It is fair to say that there is no green in the world that is perfectly flat. Every green has some sort of slope on it and on many golf greens there is a predominant step in the surface where the green rises very sharply up to a different level.
These greens are called Two-Tiered greens and if you find your golf ball is not on the tier where the flag is you can be faced with a difficult putt up or down a very sharp slope. Find out how to play these putts with this tip.
The first rule of putting on Two-Tiered greens is that you must get the ball on to the correct tier with your first putt. Ignore the line and focus on distance, you cannot be too cute with the putt and leave the ball on the same tier that you have just putted from. If you do, you have exactly the same problem again and the golden rule in golf is to never play the same shot from trouble.
The second rule of putting on Two-Tiered greens is that you must get the ball on to the correct tier with your first putt!! This is too important and so it needs saying twice!

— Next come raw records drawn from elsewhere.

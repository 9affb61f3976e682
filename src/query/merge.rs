//! K-way merge of sorted sequences
//!
//! Keeps one head element per source in a binary heap of source indices,
//! ordered by the caller's comparator and then by source index. The index
//! tie-break makes the output stable: on equal keys the earlier source wins,
//! in both ascending and descending order.

use crate::datapoints::{DataPoint, DataPointGroup, GroupByResult, TagSet};
use serde::{Deserialize, Serialize};
use std::cmp::Ordering;

/// Output order of a merge
#[derive(Debug, Clone, Copy, PartialEq, Eq, Hash, Default, Serialize, Deserialize)]
#[serde(rename_all = "lowercase")]
pub enum Order {
    #[default]
    Asc,
    Desc,
}

impl std::str::FromStr for Order {
    type Err = String;

    fn from_str(s: &str) -> Result<Self, Self::Err> {
        match s.to_ascii_lowercase().as_str() {
            "asc" => Ok(Order::Asc),
            "desc" => Ok(Order::Desc),
            other => Err(format!("unknown order: {}", other)),
        }
    }
}

/// Lazy merge of N individually sorted iterators
///
/// Every source must already be sorted in the merge's `order`.
pub struct SortedMerge<T, I, F>
where
    I: Iterator<Item = T>,
    F: Fn(&T, &T) -> Ordering,
{
    sources: Vec<I>,
    heads: Vec<Option<T>>,
    /// Source indices with a pending head, heap-ordered
    heap: Vec<usize>,
    order: Order,
    compare: F,
}

impl<T, I, F> SortedMerge<T, I, F>
where
    I: Iterator<Item = T>,
    F: Fn(&T, &T) -> Ordering,
{
    /// Build a merge, pulling exactly one element from each source
    pub fn new(order: Order, compare: F, sources: Vec<I>) -> Self {
        let mut merge = Self {
            heads: Vec::with_capacity(sources.len()),
            heap: Vec::with_capacity(sources.len()),
            sources,
            order,
            compare,
        };

        for idx in 0..merge.sources.len() {
            let head = merge.sources[idx].next();
            let present = head.is_some();
            merge.heads.push(head);
            if present {
                merge.push(idx);
            }
        }
        merge
    }

    pub fn has_next(&self) -> bool {
        !self.heap.is_empty()
    }

    /// The element the next call to `next` will return
    pub fn peek(&self) -> Option<&T> {
        self.heap.first().and_then(|&idx| self.heads[idx].as_ref())
    }

    pub fn source_count(&self) -> usize {
        self.sources.len()
    }

    pub fn sources_mut(&mut self) -> &mut [I] {
        &mut self.sources
    }

    /// Whether source `a`'s head must be emitted before source `b`'s
    fn before(&self, a: usize, b: usize) -> bool {
        let ordering = match (&self.heads[a], &self.heads[b]) {
            (Some(x), Some(y)) => {
                let ord = (self.compare)(x, y);
                match self.order {
                    Order::Asc => ord,
                    Order::Desc => ord.reverse(),
                }
            }
            _ => Ordering::Equal,
        };
        ordering.then(a.cmp(&b)) == Ordering::Less
    }

    fn push(&mut self, idx: usize) {
        self.heap.push(idx);
        self.sift_up(self.heap.len() - 1);
    }

    fn sift_up(&mut self, mut pos: usize) {
        while pos > 0 {
            let parent = (pos - 1) / 2;
            if self.before(self.heap[pos], self.heap[parent]) {
                self.heap.swap(pos, parent);
                pos = parent;
            } else {
                break;
            }
        }
    }

    fn sift_down(&mut self, mut pos: usize) {
        let len = self.heap.len();
        loop {
            let left = 2 * pos + 1;
            let right = left + 1;
            let mut best = pos;
            if left < len && self.before(self.heap[left], self.heap[best]) {
                best = left;
            }
            if right < len && self.before(self.heap[right], self.heap[best]) {
                best = right;
            }
            if best == pos {
                break;
            }
            self.heap.swap(pos, best);
            pos = best;
        }
    }
}

impl<T, I, F> Iterator for SortedMerge<T, I, F>
where
    I: Iterator<Item = T>,
    F: Fn(&T, &T) -> Ordering,
{
    type Item = T;

    fn next(&mut self) -> Option<T> {
        let &idx = self.heap.first()?;
        let item = self.heads[idx].take();

        // Advance the winning source one element
        self.heads[idx] = self.sources[idx].next();
        if self.heads[idx].is_some() {
            self.sift_down(0);
        } else {
            let last = self.heap.len() - 1;
            self.heap.swap(0, last);
            self.heap.pop();
            if !self.heap.is_empty() {
                self.sift_down(0);
            }
        }
        item
    }
}

/// Merge sorted sequences into one sorted sequence
pub fn merge<T, I, F>(order: Order, compare: F, sequences: Vec<I>) -> SortedMerge<T, I, F>
where
    I: Iterator<Item = T>,
    F: Fn(&T, &T) -> Ordering,
{
    SortedMerge::new(order, compare, sequences)
}

fn by_timestamp(a: &DataPoint, b: &DataPoint) -> Ordering {
    a.timestamp().cmp(&b.timestamp())
}

type PointOrdering = fn(&DataPoint, &DataPoint) -> Ordering;
type PointMerge = SortedMerge<DataPoint, Box<dyn DataPointGroup>, PointOrdering>;

/// One time-ordered group built from several groups
///
/// Source groups must yield points in the merge order.
///
/// Tags and group-by results are the union of the sources'. Closing the
/// merged row closes every source.
pub struct MergedRow {
    name: String,
    tags: TagSet,
    group_by_results: Vec<GroupByResult>,
    merge: PointMerge,
    closed: bool,
}

impl MergedRow {
    pub fn new(order: Order, groups: Vec<Box<dyn DataPointGroup>>) -> Self {
        let name = groups
            .first()
            .map(|g| g.name().to_string())
            .unwrap_or_default();

        let mut tags = TagSet::new();
        let mut group_by_results: Vec<GroupByResult> = Vec::new();
        for group in &groups {
            tags.merge(group.tags());
            for result in group.group_by_results() {
                if !group_by_results.contains(result) {
                    group_by_results.push(result.clone());
                }
            }
        }

        Self {
            name,
            tags,
            group_by_results,
            merge: SortedMerge::new(order, by_timestamp as PointOrdering, groups),
            closed: false,
        }
    }

    pub fn has_next(&self) -> bool {
        !self.closed && self.merge.has_next()
    }

    /// Number of merged source groups
    pub fn source_count(&self) -> usize {
        self.merge.source_count()
    }
}

impl Iterator for MergedRow {
    type Item = DataPoint;

    fn next(&mut self) -> Option<DataPoint> {
        if self.closed {
            return None;
        }
        self.merge.next()
    }
}

impl DataPointGroup for MergedRow {
    fn name(&self) -> &str {
        &self.name
    }

    fn tags(&self) -> &TagSet {
        &self.tags
    }

    fn group_by_results(&self) -> &[GroupByResult] {
        &self.group_by_results
    }

    fn add_group_by_result(&mut self, result: GroupByResult) {
        self.group_by_results.push(result);
    }

    fn close(&mut self) {
        if self.closed {
            return;
        }
        self.closed = true;
        for source in self.merge.sources_mut() {
            source.close();
        }
    }
}

impl Drop for MergedRow {
    fn drop(&mut self) {
        self.close();
    }
}
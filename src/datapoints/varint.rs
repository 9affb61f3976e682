//! Variable-length integer encoding
//!
//! Unsigned values are written 7 bits at a time, least-significant group
//! first, with the top bit of each byte set while more bytes follow.
//! Signed values are zig-zag transformed first so that small negative
//! numbers (timestamp deltas under unordered ingestion) stay short.

use crate::datapoints::error::{CodecError, CodecResult};

/// Maximum encoded length of a 64-bit value
pub const MAX_VARINT_LEN: usize = 10;

/// Map a signed value onto the unsigned range: 0, -1, 1, -2, 2, ...
#[inline]
pub fn zigzag_encode(value: i64) -> u64 {
    ((value << 1) ^ (value >> 63)) as u64
}

/// Reverse of [`zigzag_encode`]
#[inline]
pub fn zigzag_decode(value: u64) -> i64 {
    ((value >> 1) as i64) ^ -((value & 1) as i64)
}

/// Append an unsigned varint to `buf`
pub fn write_unsigned(buf: &mut Vec<u8>, mut value: u64) {
    while value >= 0x80 {
        buf.push((value as u8 & 0x7f) | 0x80);
        value >>= 7;
    }
    buf.push(value as u8);
}

/// Append a zig-zag encoded signed varint to `buf`
pub fn write_signed(buf: &mut Vec<u8>, value: i64) {
    write_unsigned(buf, zigzag_encode(value));
}

/// Read an unsigned varint, advancing `source` past it
pub fn read_unsigned(source: &mut &[u8]) -> CodecResult<u64> {
    let mut result = 0u64;
    let mut shift = 0u32;

    loop {
        let (&byte, rest) = source.split_first().ok_or(CodecError::Truncated)?;
        *source = rest;

        // The tenth byte may only carry the final bit
        if shift == 63 && byte > 1 {
            return Err(CodecError::InvalidPayload(
                "varint overflows 64 bits".to_string(),
            ));
        }

        result |= u64::from(byte & 0x7f) << shift;
        if byte & 0x80 == 0 {
            return Ok(result);
        }
        shift += 7;
    }
}

/// Read a zig-zag encoded signed varint, advancing `source` past it
pub fn read_signed(source: &mut &[u8]) -> CodecResult<i64> {
    read_unsigned(source).map(zigzag_decode)
}

/// Number of bytes `value` occupies when varint encoded
pub fn encoded_len(value: u64) -> usize {
    let significant_bits = 64 - value.leading_zeros() as usize;
    significant_bits.div_ceil(7).max(1)
}
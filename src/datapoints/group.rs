//! Data point groups
//!
//! A group is one row of a query result: a metric name, a tag set, the
//! group-by provenance, and a forward-only sequence of points. Groups are
//! single pass. Once drained they cannot be restarted, and every group must
//! be closed so that any temp storage behind it is released.

use crate::datapoints::types::{DataPoint, GroupByResult, TagSet};
use std::collections::VecDeque;

/// One row of a query result
pub trait DataPointGroup: Iterator<Item = DataPoint> + Send {
    /// Metric name
    fn name(&self) -> &str;

    /// Tags identifying this row
    fn tags(&self) -> &TagSet;

    /// Group-by buckets that produced this row
    fn group_by_results(&self) -> &[GroupByResult];

    fn add_group_by_result(&mut self, result: GroupByResult);

    /// Release file handles and temp storage. Safe to call more than once.
    fn close(&mut self);
}

/// In-memory group
///
/// Used by store collaborators that build rows directly and in tests.
#[derive(Debug, Clone, Default)]
pub struct MemoryRow {
    name: String,
    tags: TagSet,
    group_by_results: Vec<GroupByResult>,
    points: VecDeque<DataPoint>,
}

impl MemoryRow {
    pub fn new(name: impl Into<String>) -> Self {
        Self {
            name: name.into(),
            ..Default::default()
        }
    }

    /// Builder method: add a tag
    pub fn tag(mut self, key: impl Into<String>, value: impl Into<String>) -> Self {
        self.tags.insert(key, value);
        self
    }

    /// Builder method: replace the tag set
    pub fn with_tags(mut self, tags: TagSet) -> Self {
        self.tags = tags;
        self
    }

    /// Builder method: append points
    pub fn points(mut self, points: impl IntoIterator<Item = DataPoint>) -> Self {
        self.points.extend(points);
        self
    }

    pub fn push(&mut self, point: DataPoint) {
        self.points.push_back(point);
    }

    /// Points not yet consumed
    pub fn remaining(&self) -> usize {
        self.points.len()
    }
}

impl Iterator for MemoryRow {
    type Item = DataPoint;

    fn next(&mut self) -> Option<DataPoint> {
        self.points.pop_front()
    }

    fn size_hint(&self) -> (usize, Option<usize>) {
        (self.points.len(), Some(self.points.len()))
    }
}

impl DataPointGroup for MemoryRow {
    fn name(&self) -> &str {
        &self.name
    }

    fn tags(&self) -> &TagSet {
        &self.tags
    }

    fn group_by_results(&self) -> &[GroupByResult] {
        &self.group_by_results
    }

    fn add_group_by_result(&mut self, result: GroupByResult) {
        self.group_by_results.push(result);
    }

    fn close(&mut self) {
        self.points.clear();
    }
}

Aside from getting the ball on to the correct tier with your first putt, we will separate this tip into two sections: putting up a tier and putting down a tier.
1. Putting up a tier
It is important to note when putting up a sharp incline that the ball will slow down very quickly. As the ball slows down the slope affects the ball more and will make it turn very sharply. Here the sharp incline is the predominant force on the ball and so this is the part of the green that needs reading more closely. Make sure that you take notice of which way the incline slopes and allow more break than you normally would as the ball will turn hard as it slows down. Also be aware that the ball could bounce and skip up the hill as you hit it fairly hard into a severe up-slope. When playing this shot, it is a good idea to move the ball ever so slightly forwards in your stance to allow the putter to hit more upwards into the ball and make the ball roll along the ground as it goes up the hill.
2. Putting it down a tier
Obviously putting down a sharp slope will mean that the ball will travel very fast, very quickly. Again you need to take a close look at the incline and, standing next to the hill, imagine rolling the ball from the top of the hill to the hole. Identify a point at the top of the hill where the ball needs to start its journey to end up in the hole. Now go back to your ball and take some practice swings. The focus is to get the ball to roll over that one point at the top of the hill that you have marked, so that it nearly stops and just travels over the edge to trickle down, gather speed and end up in the hole.
These points will help you to deal with that tough situation of being on the wrong part of the green and allow you to have a chance of getting that ball close to the hole.